Among the entries below, find the lines that hold the word "SessionConfig" and report them.

Data entries:

══════════

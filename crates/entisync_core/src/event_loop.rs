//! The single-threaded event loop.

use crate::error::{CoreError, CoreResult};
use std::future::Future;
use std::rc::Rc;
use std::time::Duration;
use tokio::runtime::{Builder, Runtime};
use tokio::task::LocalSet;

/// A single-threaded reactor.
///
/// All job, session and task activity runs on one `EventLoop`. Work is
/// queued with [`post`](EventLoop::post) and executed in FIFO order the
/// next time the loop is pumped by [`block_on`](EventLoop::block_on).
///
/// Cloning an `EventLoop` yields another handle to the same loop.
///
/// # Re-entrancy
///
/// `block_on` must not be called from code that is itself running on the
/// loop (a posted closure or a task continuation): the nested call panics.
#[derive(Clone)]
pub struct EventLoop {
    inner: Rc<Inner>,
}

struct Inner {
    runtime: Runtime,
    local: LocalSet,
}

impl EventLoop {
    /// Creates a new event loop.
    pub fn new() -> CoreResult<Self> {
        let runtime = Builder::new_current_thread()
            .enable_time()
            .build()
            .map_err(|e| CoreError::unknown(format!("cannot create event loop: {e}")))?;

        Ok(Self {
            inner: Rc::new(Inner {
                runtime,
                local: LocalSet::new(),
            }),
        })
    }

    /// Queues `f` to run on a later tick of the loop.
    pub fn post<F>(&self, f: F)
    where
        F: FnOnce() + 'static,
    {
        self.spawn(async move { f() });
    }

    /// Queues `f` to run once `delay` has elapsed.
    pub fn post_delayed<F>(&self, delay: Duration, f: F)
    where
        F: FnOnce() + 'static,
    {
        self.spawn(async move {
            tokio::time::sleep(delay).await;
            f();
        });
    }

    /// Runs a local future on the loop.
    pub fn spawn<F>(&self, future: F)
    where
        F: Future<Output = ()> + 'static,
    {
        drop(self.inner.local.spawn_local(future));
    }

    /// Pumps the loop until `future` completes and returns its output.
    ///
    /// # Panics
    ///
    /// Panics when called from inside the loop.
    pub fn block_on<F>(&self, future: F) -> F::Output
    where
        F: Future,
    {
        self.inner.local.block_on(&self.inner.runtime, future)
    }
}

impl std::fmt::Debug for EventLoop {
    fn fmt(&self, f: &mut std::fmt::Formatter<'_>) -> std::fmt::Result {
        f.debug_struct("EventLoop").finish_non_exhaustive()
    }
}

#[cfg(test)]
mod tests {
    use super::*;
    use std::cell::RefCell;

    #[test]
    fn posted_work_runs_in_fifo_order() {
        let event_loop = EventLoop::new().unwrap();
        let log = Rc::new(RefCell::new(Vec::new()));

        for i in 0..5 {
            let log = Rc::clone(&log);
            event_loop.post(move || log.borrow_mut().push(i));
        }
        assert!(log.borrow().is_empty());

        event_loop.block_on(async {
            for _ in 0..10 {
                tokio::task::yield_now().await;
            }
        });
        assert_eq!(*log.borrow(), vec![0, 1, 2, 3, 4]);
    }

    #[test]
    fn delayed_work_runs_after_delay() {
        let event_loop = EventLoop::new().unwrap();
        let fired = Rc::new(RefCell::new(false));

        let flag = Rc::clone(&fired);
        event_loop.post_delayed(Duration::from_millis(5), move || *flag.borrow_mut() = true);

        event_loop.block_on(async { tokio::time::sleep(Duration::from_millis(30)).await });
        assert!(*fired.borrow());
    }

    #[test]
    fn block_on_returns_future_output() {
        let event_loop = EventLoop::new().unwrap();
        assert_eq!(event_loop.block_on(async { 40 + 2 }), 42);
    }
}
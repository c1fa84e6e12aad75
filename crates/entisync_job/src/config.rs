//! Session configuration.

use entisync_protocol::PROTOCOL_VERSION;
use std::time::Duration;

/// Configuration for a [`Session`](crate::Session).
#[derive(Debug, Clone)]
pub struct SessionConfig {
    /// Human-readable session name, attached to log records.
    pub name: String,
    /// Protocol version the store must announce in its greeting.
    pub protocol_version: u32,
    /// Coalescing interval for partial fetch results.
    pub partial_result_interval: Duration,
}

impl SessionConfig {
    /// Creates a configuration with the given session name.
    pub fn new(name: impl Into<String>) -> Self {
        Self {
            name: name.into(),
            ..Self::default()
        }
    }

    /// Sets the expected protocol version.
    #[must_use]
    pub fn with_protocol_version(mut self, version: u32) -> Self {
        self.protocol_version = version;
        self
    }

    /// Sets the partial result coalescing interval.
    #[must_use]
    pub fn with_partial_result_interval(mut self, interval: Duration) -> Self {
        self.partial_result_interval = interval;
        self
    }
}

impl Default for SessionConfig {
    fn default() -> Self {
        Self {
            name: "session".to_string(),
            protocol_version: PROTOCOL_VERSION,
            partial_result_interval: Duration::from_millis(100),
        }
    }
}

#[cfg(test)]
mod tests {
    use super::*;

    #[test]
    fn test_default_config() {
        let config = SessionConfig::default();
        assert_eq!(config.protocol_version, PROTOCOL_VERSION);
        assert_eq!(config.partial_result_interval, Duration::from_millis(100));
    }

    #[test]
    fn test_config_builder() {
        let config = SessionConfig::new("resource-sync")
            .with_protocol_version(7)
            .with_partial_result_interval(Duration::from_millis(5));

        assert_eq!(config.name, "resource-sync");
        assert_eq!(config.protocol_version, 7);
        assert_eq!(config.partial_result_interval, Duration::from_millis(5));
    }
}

══════════

▶ [Answer box]:
pub struct SessionConfig {
impl SessionConfig {
impl Default for SessionConfig {
        let config = SessionConfig::default();
        let config = SessionConfig::new("resource-sync")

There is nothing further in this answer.